To pay the bills, Hurley did manual labor at local farms and factories, clearing rocks from fields and helping with the wool-dying process, among other odd jobs, Hurley said in 2024. He recalled his itinerant lifestyle in Vermont, spent in places as various as Cabot, Royalton and East Fairfield, where he developed relationships with the older generations of Vermonters who kept him employed.
“The ones you’d get to know wanted to know you,” Hurley said. “They appreciate you being there.”
Meanwhile, Hurley — working with Iwaskiewicz and his other bandmates — was releasing the records that would establish his cult reputation in the underground folk scene, including Long Journey, Snockgrass and Have Moicy!
The latter became Hurley’s one midcareer moment of critical acclaim.
A collaboration with Peter Stampfel, of Holy Modal Rounders fame, and Jeffrey Frederick & the Clamtones, a Vermont folk-rock band, the record showcased the combination slacker wisdom and slapstick humor that later came to define Hurley’s output.
“It’s one of the great and still underrated music albums of my entire era,” Christgau, one of the country’s preeminent rock critics, said in a brief interview Monday. “It’s a work of genius, that record.”
After leaving Vermont in the mid-’80s, Hurley decamped south and west, self-releasing new material and settling down in Oregon, where he made a home in later life.
As he aged, Hurley’s following only grew, and he toured both domestically and abroad.
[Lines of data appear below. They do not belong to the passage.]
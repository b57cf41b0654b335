//! Session driver.
//!
//! Bridges the clockless engine to wall time: one `tick()` per elapsed
//! second while the engine is running, with every resulting event forwarded
//! to an observer. This is the subscription surface for UIs and for
//! side-effecting collaborators (sound, notifications), which stay outside
//! the engine.
//!
//! ## Missed ticks
//!
//! When the host is delayed or backgrounded, missed ticks are SKIPPED, never
//! replayed (`MissedTickBehavior::Skip`): at most one decrement is applied
//! per interval firing, so the countdown stretches rather than jumps. Ticks
//! are applied sequentially from this single loop; there is never more than
//! one in flight.

use std::time::Duration;

use tokio::time::{interval, MissedTickBehavior};

use super::engine::TimerEngine;
use crate::events::Event;

/// Receives engine output while a session interval runs.
///
/// Completion hooks are fire-and-forget from the engine's point of view: the
/// driver calls them after the transition has already been applied, and any
/// playback failure is the observer's own concern.
pub trait SessionObserver {
    /// Called after every applied tick with a fresh state snapshot.
    fn on_tick(&mut self, snapshot: &Event);

    /// Called when an interval completes, after the engine has stopped
    /// itself and loaded the next interval.
    fn on_complete(&mut self, event: &Event);
}

/// Drive the engine until the current interval completes.
///
/// The engine must already be running; returns `None` immediately if it is
/// not. Returns the completion event once remaining time reaches zero. The
/// caller owns the engine exclusively for the duration, which is the
/// single-writer discipline the state machine requires.
pub async fn run_interval<O: SessionObserver>(
    engine: &mut TimerEngine,
    observer: &mut O,
) -> Option<Event> {
    let mut ticker = interval(Duration::from_secs(1));
    ticker.set_missed_tick_behavior(MissedTickBehavior::Skip);
    // The first firing is immediate; consume it so the first decrement lands
    // a full second after start.
    ticker.tick().await;

    while engine.is_running() {
        ticker.tick().await;
        let completed = engine.tick();
        observer.on_tick(&engine.snapshot());
        if let Some(event) = completed {
            observer.on_complete(&event);
            return Some(event);
        }
    }
    None
}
In the early 2000s, a new generation of musicians looked to him as a guiding light, and he attracted a cadre of acolytes among exponents of what has since been christened the “freak folk” movement. Acts as varied as Lucinda Williams, Yo La Tengo and Big Thief have all counted themselves as fans.
Hurley, meanwhile, continued to tour into his eighties, releasing new music in 2021. Despite his newfound following, he never changed his ways. He played low-key gigs, made music on his own time, tinkered with old cars in his driveway. And periodically, he paid visits to Vermont to play small shows and see old friends.
“All of these people loved his music,” said Michele Bessett, of East Fairfield, Hurley’s one-time manager during his Vermont period. “It was fun, it was raucous, it was image-ridden, it was creative beyond imagination.”